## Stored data
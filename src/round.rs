use chrono::{DateTime, Utc};
use serde::{Deserialize, Serialize};
use std::collections::{HashMap, HashSet};

use crate::error::{EngineError, Result};
use crate::handicap::course_handicap;
use crate::model::{GolfGame, HoleScore, LeaderboardEntry, Player, Tee};
use crate::score::{DEFAULT_PAR, initialize_hole_scores, leaderboard, net_leaderboard};

pub const MIN_STROKES: u32 = 1;
pub const MAX_STROKES: u32 = 15;

/// Caller-side state of a round in progress. Scores are append-only.
#[derive(Serialize, Deserialize, Clone, Debug)]
#[serde(rename_all = "camelCase")]
pub struct Round {
    pub game_id: String,
    #[serde(default, skip_serializing_if = "Option::is_none")]
    pub course_name: Option<String>,
    pub tee: Tee,
    pub players: Vec<Player>,
    #[serde(default = "first_hole")]
    pub current_hole: u32,
    #[serde(default)]
    pub scores: Vec<HoleScore>,
    #[serde(default)]
    pub is_complete: bool,
    #[serde(default, skip_serializing_if = "Option::is_none")]
    pub start_time: Option<DateTime<Utc>>,
    #[serde(default, skip_serializing_if = "Option::is_none")]
    pub end_time: Option<DateTime<Utc>>,
}

fn first_hole() -> u32 {
    1
}

fn check_strokes(count: u32, who: &str, hole: u32) -> Result<()> {
    if (MIN_STROKES..=MAX_STROKES).contains(&count) {
        Ok(())
    } else {
        Err(EngineError::invalid(format!(
            "{count} strokes for {who} on hole {hole} is outside {MIN_STROKES}..={MAX_STROKES}"
        )))
    }
}

impl Round {
    /// Start a round of `game` on `tee`.
    ///
    /// # Errors
    /// Returns `InvalidInput` if the tee has no holes or broken stroke indices,
    /// a player is unnamed or repeated, or the game doesn't allow this many players.
    pub fn new(game: &GolfGame, tee: Tee, players: Vec<Player>) -> Result<Self> {
        let round = Self {
            game_id: game.id.clone(),
            course_name: None,
            tee,
            players,
            current_hole: first_hole(),
            scores: Vec::new(),
            is_complete: false,
            start_time: Some(Utc::now()),
            end_time: None,
        };
        round.validate()?;
        if !game.supports_player_count(round.players.len()) {
            return Err(EngineError::invalid(format!(
                "{} needs {}..={} players, got {}",
                game.name,
                game.min_players,
                game.max_players,
                round.players.len()
            )));
        }
        tracing::info!(game = %game.id, players = round.players.len(), tee = %round.tee.name, "round started");
        Ok(round)
    }

    #[must_use]
    pub fn with_course_name(mut self, name: impl Into<String>) -> Self {
        self.course_name = Some(name.into());
        self
    }

    /// Checks a round loaded from outside, e.g. a JSON file.
    ///
    /// # Errors
    /// Returns `InvalidInput` describing the first problem found.
    pub fn validate(&self) -> Result<()> {
        if self.tee.holes.is_empty() {
            return Err(EngineError::invalid(format!(
                "tee {} has no holes",
                self.tee.name
            )));
        }
        self.tee.validate_stroke_indices()?;

        let mut ids = HashSet::new();
        for player in &self.players {
            if player.name.trim().is_empty() {
                return Err(EngineError::invalid(format!(
                    "player {} has no name",
                    player.id
                )));
            }
            if !ids.insert(player.id.as_str()) {
                return Err(EngineError::invalid(format!(
                    "player id {} appears more than once",
                    player.id
                )));
            }
        }

        // a finished round may sit one past the last hole
        let last = self.hole_count();
        let max_hole = if self.is_complete { last + 1 } else { last };
        if self.current_hole == 0 || self.current_hole > max_hole {
            return Err(EngineError::invalid(format!(
                "current hole {} is outside 1..={max_hole}",
                self.current_hole
            )));
        }
        let mut recorded = HashSet::new();
        for score in &self.scores {
            if !ids.contains(score.player_id.as_str()) {
                return Err(EngineError::invalid(format!(
                    "score for unknown player {}",
                    score.player_id
                )));
            }
            if self.tee.hole(score.hole_number).is_none() {
                return Err(EngineError::invalid(format!(
                    "score for hole {} which tee {} doesn't have",
                    score.hole_number, self.tee.name
                )));
            }
            check_strokes(score.strokes, &score.player_id, score.hole_number)?;
            if !recorded.insert((score.player_id.as_str(), score.hole_number)) {
                return Err(EngineError::invalid(format!(
                    "hole {} recorded more than once for {}",
                    score.hole_number, score.player_id
                )));
            }
        }
        Ok(())
    }

    #[must_use]
    pub fn hole_count(&self) -> u32 {
        u32::try_from(self.tee.holes.len()).unwrap_or(u32::MAX)
    }

    /// Entry defaults for the current hole: its par, or 4 if the tee doesn't say.
    #[must_use]
    pub fn hole_defaults(&self) -> HashMap<String, u32> {
        let par = self
            .tee
            .hole(self.current_hole)
            .map_or(DEFAULT_PAR, |h| h.par);
        initialize_hole_scores(&self.players, par)
    }

    /// Record every player's strokes for the current hole, then move on.
    /// The round completes after the last hole.
    ///
    /// # Errors
    /// Returns `InvalidInput` if the round is over, a player is missing or
    /// unknown, strokes fall outside 1..=15, the current hole isn't on the tee,
    /// or the hole was already recorded.
    pub fn submit_hole(&mut self, strokes: &HashMap<String, u32>) -> Result<()> {
        if self.is_complete {
            return Err(EngineError::invalid("round is already complete"));
        }
        if let Some(unknown) = strokes
            .keys()
            .find(|id| !self.players.iter().any(|p| &p.id == *id))
        {
            return Err(EngineError::invalid(format!("unknown player {unknown}")));
        }

        let hole = self.current_hole;
        if self.tee.hole(hole).is_none() {
            return Err(EngineError::invalid(format!(
                "tee {} has no hole {hole}",
                self.tee.name
            )));
        }
        let mut new_scores = Vec::with_capacity(self.players.len());
        for player in &self.players {
            let Some(&count) = strokes.get(&player.id) else {
                return Err(EngineError::invalid(format!(
                    "no score for {} on hole {hole}",
                    player.name
                )));
            };
            check_strokes(count, &player.name, hole)?;
            if self
                .scores
                .iter()
                .any(|s| s.player_id == player.id && s.hole_number == hole)
            {
                return Err(EngineError::invalid(format!(
                    "hole {hole} already recorded for {}",
                    player.name
                )));
            }
            new_scores.push(HoleScore::new(player.id.clone(), hole, count));
        }

        self.scores.extend(new_scores);
        if hole < self.hole_count() {
            self.current_hole += 1;
            tracing::debug!(hole, next = self.current_hole, "hole complete");
        } else {
            self.is_complete = true;
            self.end_time = Some(Utc::now());
            tracing::info!(game = %self.game_id, "round complete");
        }
        Ok(())
    }

    /// Holes finished so far, for leaderboard `thru_hole`.
    #[must_use]
    pub fn leaderboard_hole(&self) -> u32 {
        if self.is_complete {
            self.hole_count() + 1
        } else {
            self.current_hole
        }
    }

    /// # Errors
    /// Returns `NotFound` if no player in the round has this id.
    pub fn player(&self, id: &str) -> Result<&Player> {
        self.players
            .iter()
            .find(|p| p.id == id)
            .ok_or_else(|| EngineError::NotFound(format!("no player {id} in round")))
    }

    /// Course handicap of each player, in player order.
    ///
    /// # Errors
    /// Returns `InvalidInput` on non-finite ratings or indices.
    pub fn course_handicaps(&self) -> Result<Vec<(String, i32)>> {
        self.players
            .iter()
            .map(|p| Ok((p.id.clone(), course_handicap(p.handicap_index, &self.tee)?)))
            .collect()
    }

    #[must_use]
    pub fn leaderboard(&self) -> Vec<LeaderboardEntry> {
        leaderboard(&self.players, &self.scores, self.leaderboard_hole())
    }

    /// # Errors
    /// Returns `InvalidInput` on bad tee data.
    pub fn net_leaderboard(&self) -> Result<Vec<LeaderboardEntry>> {
        net_leaderboard(&self.players, &self.tee, &self.scores, self.leaderboard_hole())
    }
}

## ASSIGNMENT
Write down every record shown above precisely.

## SOLUTION FOR THIS TASK
filename src/round.rs
use chrono::{DateTime, Utc};
use serde::{Deserialize, Serialize};
use std::collections::{HashMap, HashSet};

use crate::error::{EngineError, Result};
use crate::handicap::course_handicap;
use crate::model::{GolfGame, HoleScore, LeaderboardEntry, Player, Tee};
use crate::score::{DEFAULT_PAR, initialize_hole_scores, leaderboard, net_leaderboard};

pub const MIN_STROKES: u32 = 1;
pub const MAX_STROKES: u32 = 15;

/// Caller-side state of a round in progress. Scores are append-only.
#[derive(Serialize, Deserialize, Clone, Debug)]
#[serde(rename_all = "camelCase")]
pub struct Round {
    pub game_id: String,
    #[serde(default, skip_serializing_if = "Option::is_none")]
    pub course_name: Option<String>,
    pub tee: Tee,
    pub players: Vec<Player>,
    #[serde(default = "first_hole")]
    pub current_hole: u32,
    #[serde(default)]
    pub scores: Vec<HoleScore>,
    #[serde(default)]
    pub is_complete: bool,
    #[serde(default, skip_serializing_if = "Option::is_none")]
    pub start_time: Option<DateTime<Utc>>,
    #[serde(default, skip_serializing_if = "Option::is_none")]
    pub end_time: Option<DateTime<Utc>>,
}

fn first_hole() -> u32 {
    1
}

fn check_strokes(count: u32, who: &str, hole: u32) -> Result<()> {
    if (MIN_STROKES..=MAX_STROKES).contains(&count) {
        Ok(())
    } else {
        Err(EngineError::invalid(format!(
            "{count} strokes for {who} on hole {hole} is outside {MIN_STROKES}..={MAX_STROKES}"
        )))
    }
}

impl Round {
    /// Start a round of `game` on `tee`.
    ///
    /// # Errors
    /// Returns `InvalidInput` if the tee has no holes or broken stroke indices,
    /// a player is unnamed or repeated, or the game doesn't allow this many players.
    pub fn new(game: &GolfGame, tee: Tee, players: Vec<Player>) -> Result<Self> {
        let round = Self {
            game_id: game.id.clone(),
            course_name: None,
            tee,
            players,
            current_hole: first_hole(),
            scores: Vec::new(),
            is_complete: false,
            start_time: Some(Utc::now()),
            end_time: None,
        };
        round.validate()?;
        if !game.supports_player_count(round.players.len()) {
            return Err(EngineError::invalid(format!(
                "{} needs {}..={} players, got {}",
                game.name,
                game.min_players,
                game.max_players,
                round.players.len()
            )));
        }
        tracing::info!(game = %game.id, players = round.players.len(), tee = %round.tee.name, "round started");
        Ok(round)
    }

    #[must_use]
    pub fn with_course_name(mut self, name: impl Into<String>) -> Self {
        self.course_name = Some(name.into());
        self
    }

    /// Checks a round loaded from outside, e.g. a JSON file.
    ///
    /// # Errors
    /// Returns `InvalidInput` describing the first problem found.
    pub fn validate(&self) -> Result<()> {
        if self.tee.holes.is_empty() {
            return Err(EngineError::invalid(format!(
                "tee {} has no holes",
                self.tee.name
            )));
        }
        self.tee.validate_stroke_indices()?;

        let mut ids = HashSet::new();
        for player in &self.players {
            if player.name.trim().is_empty() {
                return Err(EngineError::invalid(format!(
                    "player {} has no name",
                    player.id
                )));
            }
            if !ids.insert(player.id.as_str()) {
                return Err(EngineError::invalid(format!(
                    "player id {} appears more than once",
                    player.id
                )));
            }
        }

        // a finished round may sit one past the last hole
        let last = self.hole_count();
        let max_hole = if self.is_complete { last + 1 } else { last };
        if self.current_hole == 0 || self.current_hole > max_hole {
            return Err(EngineError::invalid(format!(
                "current hole {} is outside 1..={max_hole}",
                self.current_hole
            )));
        }
        let mut recorded = HashSet::new();
        for score in &self.scores {
            if !ids.contains(score.player_id.as_str()) {
                return Err(EngineError::invalid(format!(
                    "score for unknown player {}",
                    score.player_id
                )));
            }
            if self.tee.hole(score.hole_number).is_none() {
                return Err(EngineError::invalid(format!(
                    "score for hole {} which tee {} doesn't have",
                    score.hole_number, self.tee.name
                )));
            }
            check_strokes(score.strokes, &score.player_id, score.hole_number)?;
            if !recorded.insert((score.player_id.as_str(), score.hole_number)) {
                return Err(EngineError::invalid(format!(
                    "hole {} recorded more than once for {}",
                    score.hole_number, score.player_id
                )));
            }
        }
        Ok(())
    }

    #[must_use]
    pub fn hole_count(&self) -> u32 {
        u32::try_from(self.tee.holes.len()).unwrap_or(u32::MAX)
    }

    /// Entry defaults for the current hole: its par, or 4 if the tee doesn't say.
    #[must_use]
    pub fn hole_defaults(&self) -> HashMap<String, u32> {
        let par = self
            .tee
            .hole(self.current_hole)
            .map_or(DEFAULT_PAR, |h| h.par);
        initialize_hole_scores(&self.players, par)
    }

    /// Record every player's strokes for the current hole, then move on.
    /// The round completes after the last hole.
    ///
    /// # Errors
    /// Returns `InvalidInput` if the round is over, a player is missing or
    /// unknown, strokes fall outside 1..=15, the current hole isn't on the tee,
    /// or the hole was already recorded.
    pub fn submit_hole(&mut self, strokes: &HashMap<String, u32>) -> Result<()> {
        if self.is_complete {
            return Err(EngineError::invalid("round is already complete"));
        }
        if let Some(unknown) = strokes
            .keys()
            .find(|id| !self.players.iter().any(|p| &p.id == *id))
        {
            return Err(EngineError::invalid(format!("unknown player {unknown}")));
        }

        let hole = self.current_hole;
        if self.tee.hole(hole).is_none() {
            return Err(EngineError::invalid(format!(
                "tee {} has no hole {hole}",
                self.tee.name
            )));
        }
        let mut new_scores = Vec::with_capacity(self.players.len());
        for player in &self.players {
            let Some(&count) = strokes.get(&player.id) else {
                return Err(EngineError::invalid(format!(
                    "no score for {} on hole {hole}",
                    player.name
                )));
            };
            check_strokes(count, &player.name, hole)?;
            if self
                .scores
                .iter()
                .any(|s| s.player_id == player.id && s.hole_number == hole)
            {
                return Err(EngineError::invalid(format!(
                    "hole {hole} already recorded for {}",
                    player.name
                )));
            }
            new_scores.push(HoleScore::new(player.id.clone(), hole, count));
        }

        self.scores.extend(new_scores);
        if hole < self.hole_count() {
            self.current_hole += 1;
            tracing::debug!(hole, next = self.current_hole, "hole complete");
        } else {
            self.is_complete = true;
            self.end_time = Some(Utc::now());
            tracing::info!(game = %self.game_id, "round complete");
        }
        Ok(())
    }

    /// Holes finished so far, for leaderboard `thru_hole`.
    #[must_use]
    pub fn leaderboard_hole(&self) -> u32 {
        if self.is_complete {
            self.hole_count() + 1
        } else {
            self.current_hole
        }
    }

    /// # Errors
    /// Returns `NotFound` if no player in the round has this id.
    pub fn player(&self, id: &str) -> Result<&Player> {
        self.players
            .iter()
            .find(|p| p.id == id)
            .ok_or_else(|| EngineError::NotFound(format!("no player {id} in round")))
    }

    /// Course handicap of each player, in player order.
    ///
    /// # Errors
    /// Returns `InvalidInput` on non-finite ratings or indices.
    pub fn course_handicaps(&self) -> Result<Vec<(String, i32)>> {
        self.players
            .iter()
            .map(|p| Ok((p.id.clone(), course_handicap(p.handicap_index, &self.tee)?)))
            .collect()
    }

    #[must_use]
    pub fn leaderboard(&self) -> Vec<LeaderboardEntry> {
        leaderboard(&self.players, &self.scores, self.leaderboard_hole())
    }

    /// # Errors
    /// Returns `InvalidInput` on bad tee data.
    pub fn net_leaderboard(&self) -> Result<Vec<LeaderboardEntry>> {
        net_leaderboard(&self.players, &self.tee, &self.scores, self.leaderboard_hole())
    }
}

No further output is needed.